Владик, согнувшись, нырнул в машину. Из открытого окна махнул рукой в серебристом рукаве, и вишневая иномарка покатила к воротам. Тенька хотел помахать вслед, но тут его ухватила за майку выскочившая из дверей мама. И повела в подъезд. И по лестнице (потому что лифт опять не работал). Тенька был готов к упрекам и грозным обещаниям. Но мама вдруг отпустила майку и положила руку на Тенькино плечо. Спросила негромко:
– Уехал, значит? Насовсем?
Тенька закусил губу и не стал плакать.
Через несколько дней вернулся Шурик. Похудевший и какой-то слишком большеглазый. Пришел к Теньке. Позвал:
– Пойдем на Косу…
Они пошли. Было утро, стояло мягкое тепло. На сурепке после ночного дождика горели капли. Сурепка чиркала по ногам и оставляла на пыльном загаре блестящие полоски. Надо было что-то сказать: от печальной темы все равно не уйдешь. Тенька спросил:
– У него был инфаркт, да?
– Да. И сразу… Не успели даже довести до больницы…
– А Владик уехал… За ним на машине примчалась сестра его мамы, прямо из Юхты…
– Я знаю, Женька сказала… Только непонятно, почему так срочно…
– За ним охотились ювенальные тетки…
– Понятно…
– Он позвонил с дороги, сказал, что скоро будут на месте. Всем привет. И тебе…
Шурик Черепанов кивнул.
На дальнем берегу пруда громоздились развалины Зуба, но Тенька и Шурик на них не смотрели, будто по уговору. Тенька рассказал про свой прощальный подарок Владику. Шурик снова кивнул.
Пришли на Косу. Спиленные тополя, как зеленые груды, лежали на двух берегах. Листва на них не увядала, сопротивлялась гибели. И от нее пахло, как после майского дождя. А между упавшими великанами стояли навытяжку их дети.

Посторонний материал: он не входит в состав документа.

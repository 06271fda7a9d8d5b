use super::*;

/// Tests theme search matching is case insensitive.
///
/// Expected: Ok with themes matching the fragment in any casing
#[tokio::test]
async fn matches_case_insensitively() -> Result<(), DbErr> {
    let test = TestBuilder::new()
        .with_table(entity::prelude::Theme)
        .build()
        .await
        .unwrap();
    let db = test.db.as_ref().unwrap();

    factory::theme::ThemeFactory::new(db)
        .name("Dark Fantasy")
        .build()
        .await?;
    factory::theme::ThemeFactory::new(db)
        .name("Space Opera")
        .build()
        .await?;

    let repo = ThemeRepository::new(db);
    let themes = repo.find_by_name_contains("FANTASY").await?;

    assert_eq!(themes.len(), 1);
    assert_eq!(themes[0].name, "Dark Fantasy");

    Ok(())
}

/// Tests theme search with no matching names.
///
/// Expected: Ok with empty vector
#[tokio::test]
async fn returns_empty_for_no_match() -> Result<(), DbErr> {
    let test = TestBuilder::new()
        .with_table(entity::prelude::Theme)
        .build()
        .await
        .unwrap();
    let db = test.db.as_ref().unwrap();

    factory::theme::ThemeFactory::new(db)
        .name("Space Opera")
        .build()
        .await?;

    let repo = ThemeRepository::new(db);
    let themes = repo.find_by_name_contains("western").await?;

    assert!(themes.is_empty());

    Ok(())
}
use super::*;

/// Tests listing a game's pending applications with applicant profiles.
///
/// Expected: Ok with resolved requests excluded and user rows joined
#[tokio::test]
async fn returns_pending_with_profiles() -> Result<(), DbErr> {
    let test = TestBuilder::new()
        .with_game_tables()
        .with_table(entity::prelude::JoinRequest)
        .build()
        .await
        .unwrap();
    let db = test.db.as_ref().unwrap();

    let game = factory::create_game(db).await?;

    let applicant = factory::create_user(db).await?;
    factory::create_join_request(db, applicant.id, game.id).await?;

    let accepted = factory::create_user(db).await?;
    factory::join_request::JoinRequestFactory::new(db, accepted.id, game.id)
        .status(STATUS_ACCEPTED)
        .build()
        .await?;

    let repo = JoinRequestRepository::new(db);
    let requests = repo.find_pending_by_game(game.id).await?;

    assert_eq!(requests.len(), 1);
    let (request, user) = &requests[0];
    assert_eq!(request.user_id, applicant.id);
    assert_eq!(user.as_ref().map(|u| u.id), Some(applicant.id));

    Ok(())
}
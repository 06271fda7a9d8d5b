use super::*;

/// Tests listing a game's sessions sorted by scheduled time.
///
/// Expected: Ok with sessions ordered chronologically
#[tokio::test]
async fn orders_sessions_by_datetime() -> Result<(), DbErr> {
    let test = TestBuilder::new()
        .with_schedule_tables()
        .build()
        .await
        .unwrap();
    let db = test.db.as_ref().unwrap();

    let game = factory::create_game(db).await?;

    factory::session::SessionFactory::new(db, game.id)
        .name("Later")
        .datetime(Utc.with_ymd_and_hms(2026, 10, 1, 19, 0, 0).unwrap())
        .build()
        .await?;
    factory::session::SessionFactory::new(db, game.id)
        .name("Sooner")
        .datetime(Utc.with_ymd_and_hms(2026, 9, 1, 19, 0, 0).unwrap())
        .build()
        .await?;

    let repo = SessionRepository::new(db);
    let sessions = repo.find_by_game(game.id).await?;

    assert_eq!(sessions.len(), 2);
    assert_eq!(sessions[0].name, "Sooner");
    assert_eq!(sessions[1].name, "Later");

    Ok(())
}

/// Tests that sessions of other games are not included.
///
/// Expected: Ok with only the requested game's sessions
#[tokio::test]
async fn scopes_to_game() -> Result<(), DbErr> {
    let test = TestBuilder::new()
        .with_schedule_tables()
        .build()
        .await
        .unwrap();
    let db = test.db.as_ref().unwrap();

    let game = factory::create_game(db).await?;
    let other = factory::create_game(db).await?;

    factory::create_session(db, game.id).await?;
    factory::create_session(db, other.id).await?;

    let repo = SessionRepository::new(db);
    let sessions = repo.find_by_game(game.id).await?;

    assert_eq!(sessions.len(), 1);
    assert_eq!(sessions[0].game_id, game.id);

    Ok(())
}
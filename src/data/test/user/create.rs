use super::*;

/// Tests creating a new user profile.
///
/// Verifies that the user repository stores the auth subject id, email and
/// the registration fields.
///
/// Expected: Ok with user created and all fields persisted
#[tokio::test]
async fn creates_new_user() -> Result<(), DbErr> {
    let test = TestBuilder::new()
        .with_table(entity::prelude::User)
        .build()
        .await
        .unwrap();
    let db = test.db.as_ref().unwrap();

    let repo = UserRepository::new(db);
    let id = Uuid::new_v4();

    let result = repo
        .create(
            id,
            "gm@example.com".to_string(),
            RegisterUserDto {
                nickname: "DungeonMaster".to_string(),
                bio: Some("Forever GM".to_string()),
                preference: Some("Fantasy".to_string()),
                disponibility: None,
            },
        )
        .await;

    assert!(result.is_ok());
    let user = result.unwrap();
    assert_eq!(user.id, id);
    assert_eq!(user.email, "gm@example.com");
    assert_eq!(user.nickname, "DungeonMaster");
    assert_eq!(user.bio.as_deref(), Some("Forever GM"));
    assert_eq!(user.preference.as_deref(), Some("Fantasy"));
    assert!(user.disponibility.is_none());

    Ok(())
}

/// Tests that a created user starts without a profile photo.
///
/// Expected: Ok with profile_photo unset
#[tokio::test]
async fn creates_user_without_photo() -> Result<(), DbErr> {
    let test = TestBuilder::new()
        .with_table(entity::prelude::User)
        .build()
        .await
        .unwrap();
    let db = test.db.as_ref().unwrap();

    let repo = UserRepository::new(db);
    let user = repo
        .create(
            Uuid::new_v4(),
            "player@example.com".to_string(),
            RegisterUserDto {
                nickname: "Player".to_string(),
                bio: None,
                preference: None,
                disponibility: None,
            },
        )
        .await?;

    assert!(user.profile_photo.is_none());

    Ok(())
}
use sea_orm::entity::prelude::*;

#[derive(Clone, Debug, PartialEq, DeriveEntityModel)]
#[sea_orm(table_name = "friend_requests")]
pub struct Model {
    #[sea_orm(primary_key, auto_increment = false)]
    pub id: Uuid,
    pub sender_id: Uuid,
    pub receiver_id: Uuid,
    pub status: String,
    pub created_at: DateTimeUtc,
}

#[derive(Copy, Clone, Debug, EnumIter, DeriveRelation)]
pub enum Relation {
    #[sea_orm(
        belongs_to = "super::user::Entity",
        from = "Column::SenderId",
        to = "super::user::Column::Id"
    )]
    Sender,
    #[sea_orm(
        belongs_to = "super::user::Entity",
        from = "Column::ReceiverId",
        to = "super::user::Column::Id"
    )]
    Receiver,
}

impl ActiveModelBehavior for ActiveModel {}
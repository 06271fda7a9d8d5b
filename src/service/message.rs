//! Game chat service.

use sea_orm::DatabaseConnection;
use uuid::Uuid;

use crate::{
    data::{
        message::MessageRepository, notification::NotificationRepository,
        subscription::SubscriptionRepository,
    },
    error::AppError,
    model::{
        api::PaginatedDto,
        message::MessageDto,
        notification::TYPE_UNREAD_MESSAGES,
    },
    service::storage::{StorageService, BUCKET_MESSAGE_PHOTOS},
};

pub struct MessageService<'a> {
    db: &'a DatabaseConnection,
}

impl<'a> MessageService<'a> {
    pub fn new(db: &'a DatabaseConnection) -> Self {
        Self { db }
    }

    /// Posts a text message to a game chat.
    ///
    /// Every other active member gets an `UNREAD_MESSAGES` notification
    /// referencing the game, unless they already carry an unread one.
    ///
    /// # Returns
    /// - `Err(AppError::BadRequest)` - Empty or whitespace-only content
    pub async fn send(
        &self,
        storage: &StorageService<'_>,
        sender_id: Uuid,
        game_id: Uuid,
        content: String,
    ) -> Result<MessageDto, AppError> {
        if content.trim().is_empty() {
            return Err(AppError::BadRequest(
                "Message content cannot be empty".to_string(),
            ));
        }

        let repo = MessageRepository::new(self.db);
        let message = repo.create(game_id, sender_id, Some(content), None).await?;

        self.notify_members(sender_id, game_id).await?;

        Ok(self.to_dto(storage, message))
    }

    /// Posts an image message, optionally with a caption.
    ///
    /// The image is stored under a fresh UUID inside the game's folder so
    /// uploads never collide.
    pub async fn send_image(
        &self,
        storage: &StorageService<'_>,
        sender_id: Uuid,
        game_id: Uuid,
        content: Option<String>,
        content_type: &str,
        data: Vec<u8>,
    ) -> Result<MessageDto, AppError> {
        let path = format!("{}/{}", game_id, Uuid::new_v4());
        storage
            .upload(BUCKET_MESSAGE_PHOTOS, &path, content_type, data)
            .await?;

        let content = content.filter(|c| !c.trim().is_empty());

        let repo = MessageRepository::new(self.db);
        let message = repo
            .create(game_id, sender_id, content, Some(path))
            .await?;

        self.notify_members(sender_id, game_id).await?;

        Ok(self.to_dto(storage, message))
    }

    /// Gets one page of a game's chat, newest first.
    pub async fn page(
        &self,
        storage: &StorageService<'_>,
        game_id: Uuid,
        page: u64,
        size: u64,
    ) -> Result<PaginatedDto<MessageDto>, AppError> {
        let repo = MessageRepository::new(self.db);
        let (rows, total) = repo.find_by_game_paginated(game_id, page, size).await?;

        let items = rows
            .into_iter()
            .map(|(message, _)| self.to_dto(storage, message))
            .collect();

        Ok(PaginatedDto::new(items, total, page, size))
    }

    async fn notify_members(&self, sender_id: Uuid, game_id: Uuid) -> Result<(), AppError> {
        let subscription_repo = SubscriptionRepository::new(self.db);
        let notification_repo = NotificationRepository::new(self.db);

        let members = subscription_repo.find_active_by_game(game_id).await?;

        for (subscription, _) in members {
            if subscription.user_id == sender_id {
                continue;
            }
            if notification_repo
                .unread_exists(subscription.user_id, TYPE_UNREAD_MESSAGES, game_id)
                .await?
            {
                continue;
            }
            notification_repo
                .create(
                    subscription.user_id,
                    TYPE_UNREAD_MESSAGES,
                    "You have unread messages".to_string(),
                    Some(game_id),
                )
                .await?;
        }

        Ok(())
    }

    fn to_dto(&self, storage: &StorageService<'_>, message: entity::message::Model) -> MessageDto {
        let image_url = storage.resolve(BUCKET_MESSAGE_PHOTOS, message.image_url.as_deref());
        MessageDto::from_entity(message, image_url)
    }
}
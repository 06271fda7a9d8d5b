//! In-app notification.
//!
//! `kind` maps to the `type` column; `reference_id` points at the row
//! the notification is about (session, game, sender...).

use sea_orm::entity::prelude::*;

#[derive(Clone, Debug, PartialEq, DeriveEntityModel)]
#[sea_orm(table_name = "notifications")]
pub struct Model {
    #[sea_orm(primary_key, auto_increment = false)]
    pub id: Uuid,
    pub user_id: Uuid,
    #[sea_orm(column_name = "type")]
    pub kind: String,
    #[sea_orm(column_type = "Text")]
    pub content: String,
    pub reference_id: Option<Uuid>,
    pub is_read: bool,
    pub created_at: DateTimeUtc,
}

#[derive(Copy, Clone, Debug, EnumIter, DeriveRelation)]
pub enum Relation {
    #[sea_orm(
        belongs_to = "super::user::Entity",
        from = "Column::UserId",
        to = "super::user::Column::Id"
    )]
    User,
}

impl Related<super::user::Entity> for Entity {
    fn to() -> RelationDef {
        Relation::User.def()
    }
}

impl ActiveModelBehavior for ActiveModel {}
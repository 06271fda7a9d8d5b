use crate::data::session::SessionRepository;
use crate::model::session::{CreateSessionDto, UpdateSessionDto};
use chrono::{TimeZone, Utc};
use sea_orm::DbErr;
use test_utils::builder::TestBuilder;
use test_utils::factory;

mod create;
mod delete;
mod find_by_game;
mod find_for_user_in_range;
mod update;
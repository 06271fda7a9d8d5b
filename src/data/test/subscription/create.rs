use super::*;

/// Tests creating an owner membership.
///
/// Expected: Ok with OWNER role, admin flag and active state
#[tokio::test]
async fn creates_owner_membership() -> Result<(), DbErr> {
    let test = TestBuilder::new().with_game_tables().build().await.unwrap();
    let db = test.db.as_ref().unwrap();

    let user = factory::create_user(db).await?;
    let game = factory::create_game(db).await?;

    let repo = SubscriptionRepository::new(db);
    let subscription = repo.create(user.id, game.id, ROLE_OWNER, true).await?;

    assert_eq!(subscription.role, ROLE_OWNER);
    assert!(subscription.is_admin);
    assert!(subscription.is_active);

    Ok(())
}

/// Tests creating a player membership.
///
/// Expected: Ok with PLAYER role and no admin flag
#[tokio::test]
async fn creates_player_membership() -> Result<(), DbErr> {
    let test = TestBuilder::new().with_game_tables().build().await.unwrap();
    let db = test.db.as_ref().unwrap();

    let user = factory::create_user(db).await?;
    let game = factory::create_game(db).await?;

    let repo = SubscriptionRepository::new(db);
    let subscription = repo.create(user.id, game.id, ROLE_PLAYER, false).await?;

    assert_eq!(subscription.role, ROLE_PLAYER);
    assert!(!subscription.is_admin);

    Ok(())
}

Недавно вкопанные тополята.
Шурик безошибочно привел Теньку к тонкому двухметровому стволу.
– Вот… дедушкин… Ой, смотри-ка.
На серо-зеленой коре проклюнулся крохотный листик.
– Значит, будет жить! – обрадовался Тенька.
– Они все будут жить. К весне пустят побеги…
Постояли, потом сели на могучий ствол упавшего тополя.
Ясно синело небо, обещало, что впереди еще недели две теплого лета. Плыли в воздухе невесомые пушистые семена белоцвета. «Если очень постараюсь, я смогу так же», – подумал Тенька. И вдруг увидел среди семян прозрачный кораблик с круглыми, как пузыри, парусами.
– Шурик, смотри! Видишь?
– Вижу… Будто привет от Владьки. Да?
Тенька подумал. Едва ли кораблик так быстро долетел бы сюда от Юхты.
– А может быть, от Танюшки Юковой… – неуверенно выговорил он.
Шурик медленно посмотрел на него сбоку и ничего не ответил.
Тенька подтянул на ствол ноги, уперся подбородком в колени. Сказал, глядя перед собой в «никуда»:
– Несправедливо это…
– Что несправедливо?
– Только подружишься с человеком, а он – раз, и уехал в дальние дали…
Шурик помолчал. Отвалился спиной к торчащему отростку ствола. И сказал, будто между прочим:
– Бывает… А я вот никуда не уезжаю.
Тенька уткнулся в колени носом и сидел так с минуту. Потом попросил:
– Шурик, ты на меня не злись. Я иногда бываю такая деревяшка…
Шурик умудренно сказал:
– Все мы бываем деревяшками… – И вскочил. – Тень, смотри! Еще один кораблик!